┌──

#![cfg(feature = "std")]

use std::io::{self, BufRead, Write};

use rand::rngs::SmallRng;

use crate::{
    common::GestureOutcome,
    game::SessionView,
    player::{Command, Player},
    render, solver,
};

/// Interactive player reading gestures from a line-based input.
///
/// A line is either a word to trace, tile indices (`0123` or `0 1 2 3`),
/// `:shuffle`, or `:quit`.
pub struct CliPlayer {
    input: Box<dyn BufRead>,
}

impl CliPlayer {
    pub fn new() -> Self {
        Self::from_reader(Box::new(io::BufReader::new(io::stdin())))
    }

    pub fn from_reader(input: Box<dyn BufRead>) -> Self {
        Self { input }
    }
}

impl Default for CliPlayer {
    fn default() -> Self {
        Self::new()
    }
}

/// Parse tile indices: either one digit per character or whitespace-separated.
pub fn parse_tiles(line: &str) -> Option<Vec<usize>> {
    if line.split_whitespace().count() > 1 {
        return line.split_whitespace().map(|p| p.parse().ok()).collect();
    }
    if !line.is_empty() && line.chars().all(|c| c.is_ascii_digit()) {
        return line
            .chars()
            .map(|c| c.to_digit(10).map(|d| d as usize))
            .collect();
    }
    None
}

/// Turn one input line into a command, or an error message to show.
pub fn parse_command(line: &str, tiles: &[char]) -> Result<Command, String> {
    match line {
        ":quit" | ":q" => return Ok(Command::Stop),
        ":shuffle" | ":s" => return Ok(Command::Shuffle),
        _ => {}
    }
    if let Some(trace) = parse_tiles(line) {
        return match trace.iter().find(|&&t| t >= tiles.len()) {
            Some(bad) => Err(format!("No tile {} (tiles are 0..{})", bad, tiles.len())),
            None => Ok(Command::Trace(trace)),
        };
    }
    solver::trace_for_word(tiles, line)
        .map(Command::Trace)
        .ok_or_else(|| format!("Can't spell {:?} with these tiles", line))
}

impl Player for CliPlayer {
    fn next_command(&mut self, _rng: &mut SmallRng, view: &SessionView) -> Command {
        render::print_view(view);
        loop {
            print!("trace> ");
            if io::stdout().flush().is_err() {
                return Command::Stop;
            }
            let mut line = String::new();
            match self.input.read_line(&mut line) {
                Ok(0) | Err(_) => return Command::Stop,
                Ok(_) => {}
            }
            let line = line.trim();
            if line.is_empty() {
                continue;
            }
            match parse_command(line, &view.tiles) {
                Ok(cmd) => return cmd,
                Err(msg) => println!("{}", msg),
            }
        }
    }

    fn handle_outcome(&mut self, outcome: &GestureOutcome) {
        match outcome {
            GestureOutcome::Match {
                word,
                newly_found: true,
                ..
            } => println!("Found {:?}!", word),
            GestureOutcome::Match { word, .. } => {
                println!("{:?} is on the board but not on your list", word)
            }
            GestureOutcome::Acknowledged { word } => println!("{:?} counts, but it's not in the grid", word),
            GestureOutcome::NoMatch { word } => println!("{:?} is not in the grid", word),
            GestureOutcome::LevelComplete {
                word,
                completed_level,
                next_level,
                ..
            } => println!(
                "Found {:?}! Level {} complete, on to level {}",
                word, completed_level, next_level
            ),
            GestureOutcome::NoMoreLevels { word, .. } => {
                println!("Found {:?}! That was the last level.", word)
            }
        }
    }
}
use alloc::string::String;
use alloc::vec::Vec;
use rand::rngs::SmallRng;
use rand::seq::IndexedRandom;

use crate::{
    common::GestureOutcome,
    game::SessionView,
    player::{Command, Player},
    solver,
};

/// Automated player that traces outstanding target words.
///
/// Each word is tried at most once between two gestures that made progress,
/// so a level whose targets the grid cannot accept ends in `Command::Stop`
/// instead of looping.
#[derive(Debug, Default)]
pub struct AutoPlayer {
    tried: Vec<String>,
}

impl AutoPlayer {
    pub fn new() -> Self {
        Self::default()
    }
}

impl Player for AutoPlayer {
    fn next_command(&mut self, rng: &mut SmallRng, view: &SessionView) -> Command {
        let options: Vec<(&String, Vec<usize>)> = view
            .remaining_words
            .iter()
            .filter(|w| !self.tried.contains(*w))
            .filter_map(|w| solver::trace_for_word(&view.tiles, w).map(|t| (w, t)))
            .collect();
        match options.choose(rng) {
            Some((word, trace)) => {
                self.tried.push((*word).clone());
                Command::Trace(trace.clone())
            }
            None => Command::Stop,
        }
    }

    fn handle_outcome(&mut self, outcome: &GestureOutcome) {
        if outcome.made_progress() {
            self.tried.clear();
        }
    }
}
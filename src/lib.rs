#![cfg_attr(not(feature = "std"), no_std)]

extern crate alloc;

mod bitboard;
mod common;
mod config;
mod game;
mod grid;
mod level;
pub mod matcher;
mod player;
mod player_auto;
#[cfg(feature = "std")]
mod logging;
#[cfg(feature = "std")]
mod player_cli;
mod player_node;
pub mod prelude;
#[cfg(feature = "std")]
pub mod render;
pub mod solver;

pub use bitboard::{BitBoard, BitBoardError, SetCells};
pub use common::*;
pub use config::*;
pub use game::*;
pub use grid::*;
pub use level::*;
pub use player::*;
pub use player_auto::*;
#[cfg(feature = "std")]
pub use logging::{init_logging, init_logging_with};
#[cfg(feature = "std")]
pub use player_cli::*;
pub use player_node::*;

└──

[TASK TO CARRY OUT]
Without any alteration, the preceding material should be retyped in full.

[ANSWER SECTION]
#![cfg(feature = "std")]

use std::io::{self, BufRead, Write};

use rand::rngs::SmallRng;

use crate::{
    common::GestureOutcome,
    game::SessionView,
    player::{Command, Player},
    render, solver,
};

/// Interactive player reading gestures from a line-based input.
///
/// A line is either a word to trace, tile indices (`0123` or `0 1 2 3`),
/// `:shuffle`, or `:quit`.
pub struct CliPlayer {
    input: Box<dyn BufRead>,
}

impl CliPlayer {
    pub fn new() -> Self {
        Self::from_reader(Box::new(io::BufReader::new(io::stdin())))
    }

    pub fn from_reader(input: Box<dyn BufRead>) -> Self {
        Self { input }
    }
}

impl Default for CliPlayer {
    fn default() -> Self {
        Self::new()
    }
}

/// Parse tile indices: either one digit per character or whitespace-separated.
pub fn parse_tiles(line: &str) -> Option<Vec<usize>> {
    if line.split_whitespace().count() > 1 {
        return line.split_whitespace().map(|p| p.parse().ok()).collect();
    }
    if !line.is_empty() && line.chars().all(|c| c.is_ascii_digit()) {
        return line
            .chars()
            .map(|c| c.to_digit(10).map(|d| d as usize))
            .collect();
    }
    None
}

/// Turn one input line into a command, or an error message to show.
pub fn parse_command(line: &str, tiles: &[char]) -> Result<Command, String> {
    match line {
        ":quit" | ":q" => return Ok(Command::Stop),
        ":shuffle" | ":s" => return Ok(Command::Shuffle),
        _ => {}
    }
    if let Some(trace) = parse_tiles(line) {
        return match trace.iter().find(|&&t| t >= tiles.len()) {
            Some(bad) => Err(format!("No tile {} (tiles are 0..{})", bad, tiles.len())),
            None => Ok(Command::Trace(trace)),
        };
    }
    solver::trace_for_word(tiles, line)
        .map(Command::Trace)
        .ok_or_else(|| format!("Can't spell {:?} with these tiles", line))
}

impl Player for CliPlayer {
    fn next_command(&mut self, _rng: &mut SmallRng, view: &SessionView) -> Command {
        render::print_view(view);
        loop {
            print!("trace> ");
            if io::stdout().flush().is_err() {
                return Command::Stop;
            }
            let mut line = String::new();
            match self.input.read_line(&mut line) {
                Ok(0) | Err(_) => return Command::Stop,
                Ok(_) => {}
            }
            let line = line.trim();
            if line.is_empty() {
                continue;
            }
            match parse_command(line, &view.tiles) {
                Ok(cmd) => return cmd,
                Err(msg) => println!("{}", msg),
            }
        }
    }

    fn handle_outcome(&mut self, outcome: &GestureOutcome) {
        match outcome {
            GestureOutcome::Match {
                word,
                newly_found: true,
                ..
            } => println!("Found {:?}!", word),
            GestureOutcome::Match { word, .. } => {
                println!("{:?} is on the board but not on your list", word)
            }
            GestureOutcome::Acknowledged { word } => println!("{:?} counts, but it's not in the grid", word),
            GestureOutcome::NoMatch { word } => println!("{:?} is not in the grid", word),
            GestureOutcome::LevelComplete {
                word,
                completed_level,
                next_level,
                ..
            } => println!(
                "Found {:?}! Level {} complete, on to level {}",
                word, completed_level, next_level
            ),
            GestureOutcome::NoMoreLevels { word, .. } => {
                println!("Found {:?}! That was the last level.", word)
            }
        }
    }
}
use alloc::string::String;
use alloc::vec::Vec;
use rand::rngs::SmallRng;
use rand::seq::IndexedRandom;

use crate::{
    common::GestureOutcome,
    game::SessionView,
    player::{Command, Player},
    solver,
};

/// Automated player that traces outstanding target words.
///
/// Each word is tried at most once between two gestures that made progress,
/// so a level whose targets the grid cannot accept ends in `Command::Stop`
/// instead of looping.
#[derive(Debug, Default)]
pub struct AutoPlayer {
    tried: Vec<String>,
}

impl AutoPlayer {
    pub fn new() -> Self {
        Self::default()
    }
}

impl Player for AutoPlayer {
    fn next_command(&mut self, rng: &mut SmallRng, view: &SessionView) -> Command {
        let options: Vec<(&String, Vec<usize>)> = view
            .remaining_words
            .iter()
            .filter(|w| !self.tried.contains(*w))
            .filter_map(|w| solver::trace_for_word(&view.tiles, w).map(|t| (w, t)))
            .collect();
        match options.choose(rng) {
            Some((word, trace)) => {
                self.tried.push((*word).clone());
                Command::Trace(trace.clone())
            }
            None => Command::Stop,
        }
    }

    fn handle_outcome(&mut self, outcome: &GestureOutcome) {
        if outcome.made_progress() {
            self.tried.clear();
        }
    }
}
filename src/lib.rs
#![cfg_attr(not(feature = "std"), no_std)]

extern crate alloc;

mod bitboard;
mod common;
mod config;
mod game;
mod grid;
mod level;
pub mod matcher;
mod player;
mod player_auto;
#[cfg(feature = "std")]
mod logging;
#[cfg(feature = "std")]
mod player_cli;
mod player_node;
pub mod prelude;
#[cfg(feature = "std")]
pub mod render;
pub mod solver;

pub use bitboard::{BitBoard, BitBoardError, SetCells};
pub use common::*;
pub use config::*;
pub use game::*;
pub use grid::*;
pub use level::*;
pub use player::*;
pub use player_auto::*;
#[cfg(feature = "std")]
pub use logging::{init_logging, init_logging_with};
#[cfg(feature = "std")]
pub use player_cli::*;
pub use player_node::*;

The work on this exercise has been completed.